Member of Parliament for Medicine Hat
- In office 1935–1940
- Preceded by: Frederick William Gershaw
- Succeeded by: Frederick William Gershaw

Personal details
- Born: September 14, 1903 Macleod, Alberta
- Died: May 28, 1986 (aged 82)
- Party: Social Credit New Democracy
- Occupation: farmer, politician, military officer

= Archibald Hugh Mitchell =

Canadian politician (1903–1986)

Archibald Hugh Mitchell (September 14, 1903 - May 28, 1986) was a farmer, officer in the Canadian Military and a Canadian federal politician. He was born in Macleod, Alberta. He served as a Member of the Canadian House of Commons from 1935 to 1940 sitting with the Social Credit caucus.

==Political career==
Mitchell first ran for a seat to the House of Commons of Canada as a Social Credit candidate in the 1935 Canadian federal election in the Medicine Hat electoral district.

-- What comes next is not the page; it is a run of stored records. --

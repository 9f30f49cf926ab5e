//! Content feed: posts, likes, and comments

use axum::{
    Extension, Json, Router,
    extract::{Path, Query, State},
    http::StatusCode,
    response::IntoResponse,
    routing::{get, post},
};
use serde_json::json;
use tracing::error;
use uuid::Uuid;

use crate::{
    error::ApiError,
    models::post::{
        CommentRequest, CreatePostRequest, MAX_COMMENT_LENGTH, MAX_POST_LENGTH, PostView,
    },
    models::user::User,
    models::{Pagination, page_bounds},
    routes::follow::PageQuery,
    state::AppState,
    validation,
};

const DEFAULT_PAGE_SIZE: u32 = 10;

pub fn router() -> Router<AppState> {
    Router::new()
        .route("/", post(create_post).get(public_feed))
        .route("/my-posts", get(my_posts))
        .route("/:id/like", post(toggle_like))
        .route("/:id/comment", post(add_comment))
        .route("/:id", axum::routing::delete(delete_post))
}

/// Create a new post
pub async fn create_post(
    State(state): State<AppState>,
    Extension(user): Extension<User>,
    Json(payload): Json<CreatePostRequest>,
) -> Result<impl IntoResponse, ApiError> {
    let content = payload.content.trim();
    if let Err(e) = validation::validate_content(content, "Post content", MAX_POST_LENGTH) {
        return Err(ApiError::Validation(vec![e]));
    }

    let post = state
        .post_repository
        .create(
            user.id,
            content,
            payload.image_url.as_deref(),
            payload.visibility.unwrap_or_default(),
        )
        .await
        .map_err(internal)?;

    let view = PostView::new(post, user.summary());
    Ok((
        StatusCode::CREATED,
        Json(json!({
            "success": true,
            "post": view
        })),
    ))
}

/// Public posts, newest first
pub async fn public_feed(
    State(state): State<AppState>,
    Query(query): Query<PageQuery>,
) -> Result<impl IntoResponse, ApiError> {
    let (page, limit, offset) = page_bounds(query.page, query.limit, DEFAULT_PAGE_SIZE);

    let (posts, total) = state
        .post_repository
        .public_feed(limit as i64, offset)
        .await
        .map_err(internal)?;

    Ok(Json(json!({
        "success": true,
        "posts": posts,
        "pagination": Pagination::new(page, limit, total)
    })))
}

/// The current user's own posts
pub async fn my_posts(
    State(state): State<AppState>,
    Extension(user): Extension<User>,
    Query(query): Query<PageQuery>,
) -> Result<impl IntoResponse, ApiError> {
    let (page, limit, offset) = page_bounds(query.page, query.limit, DEFAULT_PAGE_SIZE);

    let (posts, total) = state
        .post_repository
        .by_author(user.id, limit as i64, offset)
        .await
        .map_err(internal)?;

    Ok(Json(json!({
        "success": true,
        "posts": posts,
        "pagination": Pagination::new(page, limit, total)
    })))
}

/// Toggle the current user's like on a post
pub async fn toggle_like(
    State(state): State<AppState>,
    Extension(user): Extension<User>,
    Path(post_id): Path<Uuid>,
) -> Result<impl IntoResponse, ApiError> {
    let (post, liked) = state
        .post_repository
        .toggle_like(post_id, user.id)
        .await
        .map_err(internal)?
        .ok_or_else(|| ApiError::NotFound("Post not found".to_string()))?;

    Ok(Json(json!({
        "success": true,
        "liked": liked,
        "like_count": post.like_count()
    })))
}

/// Comment on a post
pub async fn add_comment(
    State(state): State<AppState>,
    Extension(user): Extension<User>,
    Path(post_id): Path<Uuid>,
    Json(payload): Json<CommentRequest>,
) -> Result<impl IntoResponse, ApiError> {
    let text = payload.text.trim();
    if let Err(e) = validation::validate_content(text, "Comment", MAX_COMMENT_LENGTH) {
        return Err(ApiError::Validation(vec![e]));
    }

    let post = state
        .post_repository
        .add_comment(post_id, user.id, text)
        .await
        .map_err(internal)?
        .ok_or_else(|| ApiError::NotFound("Post not found".to_string()))?;

    Ok((
        StatusCode::CREATED,
        Json(json!({
            "success": true,
            "comment_count": post.comment_count(),
            "comments": post.comments
        })),
    ))
}

/// Soft-delete one of the current user's posts
pub async fn delete_post(
    State(state): State<AppState>,
    Extension(user): Extension<User>,
    Path(post_id): Path<Uuid>,
) -> Result<impl IntoResponse, ApiError> {
    let post = state
        .post_repository
        .find_by_id(post_id)
        .await
        .map_err(internal)?
        .ok_or_else(|| ApiError::NotFound("Post not found".to_string()))?;

    if post.author_id != user.id {
        return Err(ApiError::Forbidden(
            "You can only delete your own posts".to_string(),
        ));
    }

    state
        .post_repository
        .soft_delete(post_id, user.id)
        .await
        .map_err(internal)?;

    Ok(Json(json!({
        "success": true,
        "message": "Post deleted"
    })))
}

fn internal(e: anyhow::Error) -> ApiError {
    error!("Feed operation failed: {}", e);
    ApiError::InternalServerError
}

He would defeat incumbent Member of Parliament Frederick Gershaw to win his first term in office. Mitchell and Gershaw would run against each other again in the 1940 Canadian federal election this time with the result being reversed and Gershaw defeating Mitchell. He ran in that election under the New Democracy banner, and did not return to federal politics after his defeat.

==Army career==
Mitchell served as a Major with the Royal Canadian Army Service Corps in the 1940s.